■ **To do**: From the records below, print exactly the lines starting at the one containing "f64 * 0.001)" and ending at the one containing "let lax = EdgeMap::compute_with_threshold(&grid, 0.0);", ends included, and nothing else.

(Source data)
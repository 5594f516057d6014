//! Gradient-magnitude edge weighting.
//!
//! Flat regions (a face filling a low-res camera, a blank wall) carry
//! no usable motion signal and would drag the flow estimate toward
//! zero or noise. The edge map biases estimation toward textured
//! cells by weighting each cell with its Sobel gradient magnitude and
//! discarding cells below a hard threshold.

use super::grid::GrayGrid;

/// Default minimum gradient magnitude for a cell to participate.
pub const DEFAULT_EDGE_THRESHOLD: f64 = 0.05;

/// Per-cell non-negative gradient weights, same dimensions as the grid.
///
/// Border cells are always zero: the 3×3 kernel is only evaluated on
/// interior cells, skipping a 1-cell border.
#[derive(Debug, Clone)]
pub struct EdgeMap {
    size: usize,
    weights: Vec<f64>,
}

impl EdgeMap {
    /// Computes the edge map of a grid with the default threshold.
    pub fn compute(grid: &GrayGrid) -> Self {
        Self::compute_with_threshold(grid, DEFAULT_EDGE_THRESHOLD)
    }

    /// Computes the edge map, zeroing cells whose gradient magnitude
    /// falls below `threshold`.
    pub fn compute_with_threshold(grid: &GrayGrid, threshold: f64) -> Self {
        let size = grid.size();
        let mut weights = vec![0.0; size * size];

        if size >= 3 {
            for y in 1..size - 1 {
                for x in 1..size - 1 {
                    // Sobel 3x3.
                    let gx = -grid.at(x - 1, y - 1) + grid.at(x + 1, y - 1)
                        - 2.0 * grid.at(x - 1, y)
                        + 2.0 * grid.at(x + 1, y)
                        - grid.at(x - 1, y + 1)
                        + grid.at(x + 1, y + 1);
                    let gy = -grid.at(x - 1, y - 1) - 2.0 * grid.at(x, y - 1)
                        - grid.at(x + 1, y - 1)
                        + grid.at(x - 1, y + 1)
                        + 2.0 * grid.at(x, y + 1)
                        + grid.at(x + 1, y + 1);

                    let magnitude = (gx * gx + gy * gy).sqrt();
                    if magnitude >= threshold {
                        weights[y * size + x] = magnitude;
                    }
                }
            }
        }

        Self { size, weights }
    }

    /// Grid side length.
    #[inline]
    pub fn size(&self) -> usize {
        self.size
    }

    /// Weight at the given cell (zero for excluded cells).
    #[inline]
    pub fn at(&self, x: usize, y: usize) -> f64 {
        self.weights[y * self.size + x]
    }

    /// Sum of all weights; zero means the frame has no usable texture.
    pub fn total_weight(&self) -> f64 {
        self.weights.iter().sum()
    }
}

#[cfg(test)]
mod tests {
    use super::*;

    fn flat_grid(size: usize, value: f64) -> GrayGrid {
        GrayGrid::from_cells(size, vec![value; size * size])
    }

    fn step_grid(size: usize) -> GrayGrid {
        // Left half dark, right half bright: one vertical edge.
        let cells = (0..size * size)
            .map(|i| if i % size < size / 2 { 0.0 } else { 1.0 })
            .collect();
        GrayGrid::from_cells(size, cells)
    }

    #[test]
    fn test_flat_grid_all_zero() {
        let map = EdgeMap::compute(&flat_grid(8, 0.5));
        assert_eq!(map.total_weight(), 0.0);
    }

    #[test]
    fn test_step_edge_detected() {
        let map = EdgeMap::compute(&step_grid(8));
        assert!(map.total_weight() > 0.0);

        // The boundary column carries weight; far-from-edge interior
        // cells carry none.
        assert!(map.at(4, 4) > 0.0 || map.at(3, 4) > 0.0);
        assert_eq!(map.at(1, 4), 0.0);
        assert_eq!(map.at(6, 4), 0.0);
    }

    #[test]
    fn test_border_always_zero() {
        let map = EdgeMap::compute(&step_grid(8));
        for i in 0..8 {
            assert_eq!(map.at(i, 0), 0.0);
            assert_eq!(map.at(i, 7), 0.0);
            assert_eq!(map.at(0, i), 0.0);
            assert_eq!(map.at(7, i), 0.0);
        }
    }

    #[test]
    fn test_threshold_excludes_faint_texture() {
        // A very shallow ramp: gradients exist but stay tiny.
        let size = 8;
        let cells = (0..size * size)
            .map(|i| (i % size) as f64 * 0.001)
            .collect();
        let grid = GrayGrid::from_cells(size, cells);

        let strict = EdgeMap::compute_with_threshold(&grid, 0.05);
        let lax = EdgeMap::compute_with_threshold(&grid, 0.0);

        assert_eq!(strict.total_weight(), 0.0);
        assert!(lax.total_weight() > 0.0);
    }

    #[test]
    fn test_tiny_grid_defined() {
        let map = EdgeMap::compute(&flat_grid(2, 0.3));
        assert_eq!(map.total_weight(), 0.0);
    }
}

■ **Answer space**:
            .map(|i| (i % size) as f64 * 0.001)
            .collect();
        let grid = GrayGrid::from_cells(size, cells);

        let strict = EdgeMap::compute_with_threshold(&grid, 0.05);
        let lax = EdgeMap::compute_with_threshold(&grid, 0.0);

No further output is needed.